Figure 1.. Natural history of RA development.
RA progresses through a series of stages first identified in first-degree relatives (FDR) by evidence of local mucosal ACPA production and inflammation at distinct sites in the absence of systemic autoantibodies, and is next characterized in a subset of those individuals by development of detectable circulating RA-specific autoimmunity, with or without arthralgias. The presence of systemic ACPA is followed by eventual progression in a very high proportion of individuals to symptoms and signs of joint involvement, and eventually clinically diagnosed and classifiable RA. Notably, there is the possibility of reversion at each step, although the likelihood diminishes as clinical disease further evolves.
Figure 2.
Figure 2.. Model of RA development transitioning from local immune responses to systemic autoimmunity to inflammatory arthritis.
RA progresses through a process originating in mucosal sites (periodontum, mouth, intestine, lung, likely others) (A) where ACPA are produced locally, followed by spread to a systemic immune response identified through serum RA-related autoantibodies, IgA plasmablasts, and both B and T cell immune reactivity (B). This is followed by the development of arthritis (C).
Figure 3.
Figure 3.. “Failed checkpoint” model of RA development as disease evolves from local immune responses to systemic autoimmunity and then inflammatory arthritis.

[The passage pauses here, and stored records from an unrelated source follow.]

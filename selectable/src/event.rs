//! Notification taxonomy and the handler naming convention.
//!
//! Every public notification has a raw name (`"selected"`, `"select:one"`,
//! ...) used for subscriptions, and maps to a local [`Handler`] slot that is
//! invoked on the emitting component right before the broadcast.
//!
//! # Naming convention
//!
//! A raw name is normalized by stripping a trailing `:one` / `:any`
//! qualifier, or otherwise a trailing `ed`. Each colon-delimited segment of
//! the result is capitalized and appended to `on`:
//!
//! | raw            | handler        |
//! |----------------|----------------|
//! | `select:one`   | `onSelect`     |
//! | `deselected`   | `onDeselect`   |
//! | `reselect:any` | `onReselect`   |
//! | `select:all`   | `onSelectAll`  |
//!
//! Names whose normalized form starts with `_` belong to the internal
//! bounce-through channel and never reach a handler.

use std::str::FromStr;

use serde::Serialize;

use crate::error::SelectError;
use crate::id::{ItemId, Source};
use crate::options::ExternalEvent;

/// Prefix marking internal notification names.
pub const INTERNAL_MARKER: char = '_';

/// Internal name raised by a shared item when it forwards a selection.
pub const INTERNAL_SELECTED: &str = "_selected";

/// Internal name raised by a shared item when it forwards a deselection.
pub const INTERNAL_DESELECTED: &str = "_deselected";

/// Subscription name that receives every public notification of a source.
pub const ALL_EVENTS: &str = "all";

/// Kind of a public notification.
#[derive(Debug, Clone, Copy, PartialEq, Eq, Hash, Serialize)]
pub enum EventKind {
    /// Item became selected.
    #[serde(rename = "selected")]
    Selected,
    /// Item became deselected.
    #[serde(rename = "deselected")]
    Deselected,
    /// Item was selected again without a state change.
    #[serde(rename = "reselected")]
    Reselected,
    /// Single-pick host picked a new item.
    #[serde(rename = "select:one")]
    SelectOne,
    /// Single-pick host dropped its item.
    #[serde(rename = "deselect:one")]
    DeselectOne,
    /// Single-pick host was asked to pick the item it already holds.
    #[serde(rename = "reselect:one")]
    ReselectOne,
    /// Multi-pick host now holds every member.
    #[serde(rename = "select:all")]
    SelectAll,
    /// Multi-pick host holds some but not all members.
    #[serde(rename = "select:some")]
    SelectSome,
    /// Multi-pick host holds nothing.
    #[serde(rename = "select:none")]
    SelectNone,
    /// Multi-pick host was asked to select items it already holds.
    #[serde(rename = "reselect:any")]
    ReselectAny,
}

impl EventKind {
    /// Every public kind.
    pub const ALL: [EventKind; 10] = [
        EventKind::Selected,
        EventKind::Deselected,
        EventKind::Reselected,
        EventKind::SelectOne,
        EventKind::DeselectOne,
        EventKind::ReselectOne,
        EventKind::SelectAll,
        EventKind::SelectSome,
        EventKind::SelectNone,
        EventKind::ReselectAny,
    ];

    /// The raw notification name.
    pub fn name(self) -> &'static str {
        match self {
            EventKind::Selected => "selected",
            EventKind::Deselected => "deselected",
            EventKind::Reselected => "reselected",
            EventKind::SelectOne => "select:one",
            EventKind::DeselectOne => "deselect:one",
            EventKind::ReselectOne => "reselect:one",
            EventKind::SelectAll => "select:all",
            EventKind::SelectSome => "select:some",
            EventKind::SelectNone => "select:none",
            EventKind::ReselectAny => "reselect:any",
        }
    }

    /// The local handler slot this kind dispatches to.
    pub fn handler(self) -> Handler {
        match self {
            EventKind::Selected | EventKind::SelectOne => Handler::OnSelect,
            EventKind::Deselected | EventKind::DeselectOne => Handler::OnDeselect,
            EventKind::Reselected | EventKind::ReselectOne | EventKind::ReselectAny => {
                Handler::OnReselect
            }
            EventKind::SelectAll => Handler::OnSelectAll,
            EventKind::SelectSome => Handler::OnSelectSome,
            EventKind::SelectNone => Handler::OnSelectNone,
        }
    }

    /// Whether this kind reports a re-affirmed, unchanged state.
    pub fn is_reselection(self) -> bool {
        matches!(
            self,
            EventKind::Reselected | EventKind::ReselectOne | EventKind::ReselectAny
        )
    }
}

impl std::fmt::Display for EventKind {
    fn fmt(&self, f: &mut std::fmt::Formatter<'_>) -> std::fmt::Result {
        f.write_str(self.name())
    }
}

impl FromStr for EventKind {
    type Err = SelectError;

    fn from_str(s: &str) -> Result<Self, Self::Err> {
        if s.starts_with(INTERNAL_MARKER) {
            return Err(SelectError::InternalEvent(s.to_string()));
        }
        EventKind::ALL
            .into_iter()
            .find(|kind| kind.name() == s)
            .ok_or_else(|| SelectError::UnknownEvent(s.to_string()))
    }
}

/// Local handler slot on a component.
#[derive(Debug, Clone, Copy, PartialEq, Eq, Hash)]
pub enum Handler {
    OnSelect,
    OnDeselect,
    OnReselect,
    OnSelectAll,
    OnSelectSome,
    OnSelectNone,
}

impl Handler {
    /// The conventional method name of this slot.
    pub fn method_name(self) -> &'static str {
        match self {
            Handler::OnSelect => "onSelect",
            Handler::OnDeselect => "onDeselect",
            Handler::OnReselect => "onReselect",
            Handler::OnSelectAll => "onSelectAll",
            Handler::OnSelectSome => "onSelectSome",
            Handler::OnSelectNone => "onSelectNone",
        }
    }

    /// Resolve a raw notification name to its handler slot.
    ///
    /// Returns `None` for internal names and for names with no slot.
    pub fn for_event(raw: &str) -> Option<Handler> {
        let name = handler_name(raw)?;
        [
            Handler::OnSelect,
            Handler::OnDeselect,
            Handler::OnReselect,
            Handler::OnSelectAll,
            Handler::OnSelectSome,
            Handler::OnSelectNone,
        ]
        .into_iter()
        .find(|handler| handler.method_name() == name)
    }
}

/// Strip a trailing `:one`/`:any` qualifier, or otherwise a trailing `ed`.
pub fn normalize_event_name(raw: &str) -> &str {
    for qualifier in [":one", ":any"] {
        if let Some(stripped) = raw.strip_suffix(qualifier) {
            return stripped;
        }
    }
    raw.strip_suffix("ed").unwrap_or(raw)
}

/// Build the conventional handler method name for a raw notification name.
pub fn handler_name(raw: &str) -> Option<String> {
    let normalized = normalize_event_name(raw);
    if normalized.is_empty() || normalized.starts_with(INTERNAL_MARKER) {
        return None;
    }

    let mut name = String::from("on");
    for segment in normalized.split(':') {
        let mut chars = segment.chars();
        if let Some(first) = chars.next() {
            name.extend(first.to_uppercase());
            name.push_str(chars.as_str());
        }
    }
    Some(name)
}

/// Added/removed ids of a multi-pick aggregate notification.
#[derive(Debug, Clone, Default, PartialEq, Eq, Serialize)]
pub struct SelectionDiff {
    /// Ids that entered the selection.
    pub added: Vec<ItemId>,
    /// Ids that left the selection.
    pub removed: Vec<ItemId>,
}

impl SelectionDiff {
    /// Check if nothing entered or left.
    pub fn is_empty(&self) -> bool {
        self.added.is_empty() && self.removed.is_empty()
    }
}

/// Data carried by a notification.
#[derive(Debug, Clone, PartialEq, Eq, Serialize)]
#[serde(rename_all = "snake_case")]
pub enum Payload {
    /// Item and single-pick host notifications.
    Item(ItemId),
    /// `reselect:any`: the ids that were re-affirmed.
    Items(Vec<ItemId>),
    /// `select:all`, `select:some`, `select:none`.
    Diff(SelectionDiff),
}

/// A notification as delivered to handlers and subscribers.
#[derive(Debug, Clone, PartialEq, Eq, Serialize)]
pub struct Notification {
    pub kind: EventKind,
    pub source: Source,
    pub payload: Payload,
    /// Structural change that caused the notification, if any.
    #[serde(skip_serializing_if = "Option::is_none")]
    pub external: Option<ExternalEvent>,
}

impl Notification {
    pub fn new(
        kind: EventKind,
        source: Source,
        payload: Payload,
        external: Option<ExternalEvent>,
    ) -> Self {
        Self {
            kind,
            source,
            payload,
            external,
        }
    }

    /// The single item of an item or single-pick notification.
    pub fn item(&self) -> Option<ItemId> {
        match self.payload {
            Payload::Item(id) => Some(id),
            _ => None,
        }
    }

    /// The ids of a `reselect:any` notification.
    pub fn items(&self) -> &[ItemId] {
        match &self.payload {
            Payload::Items(ids) => ids,
            _ => &[],
        }
    }

    /// The diff of an aggregate notification.
    pub fn diff(&self) -> Option<&SelectionDiff> {
        match &self.payload {
            Payload::Diff(diff) => Some(diff),
            _ => None,
        }
    }
}

impl std::fmt::Display for Notification {
    fn fmt(&self, f: &mut std::fmt::Formatter<'_>) -> std::fmt::Result {
        write!(f, "{} {}", self.source, self.kind)?;
        match &self.payload {
            Payload::Item(id) => write!(f, " {}", id)?,
            Payload::Items(ids) => write!(f, " {:?}", ids)?,
            Payload::Diff(diff) => {
                write!(f, " +{} -{}", diff.added.len(), diff.removed.len())?
            }
        }
        if let Some(external) = self.external {
            write!(f, " ({})", external)?;
        }
        Ok(())
    }
}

Shown are key steps during RA evolution where it appears that drivers of disease overcome normal mechanisms that restrain autoimmune disease development. Checkpoint #1: Mucosal microbiome homeostasis. Checkpoint #2: Mucosal barrier and cellular responses. Checkpoint #3. Adaptive immunity and expansion/spreading of autoimmune response. Checkpoint #4: Synovial inflammation and persistence thereof.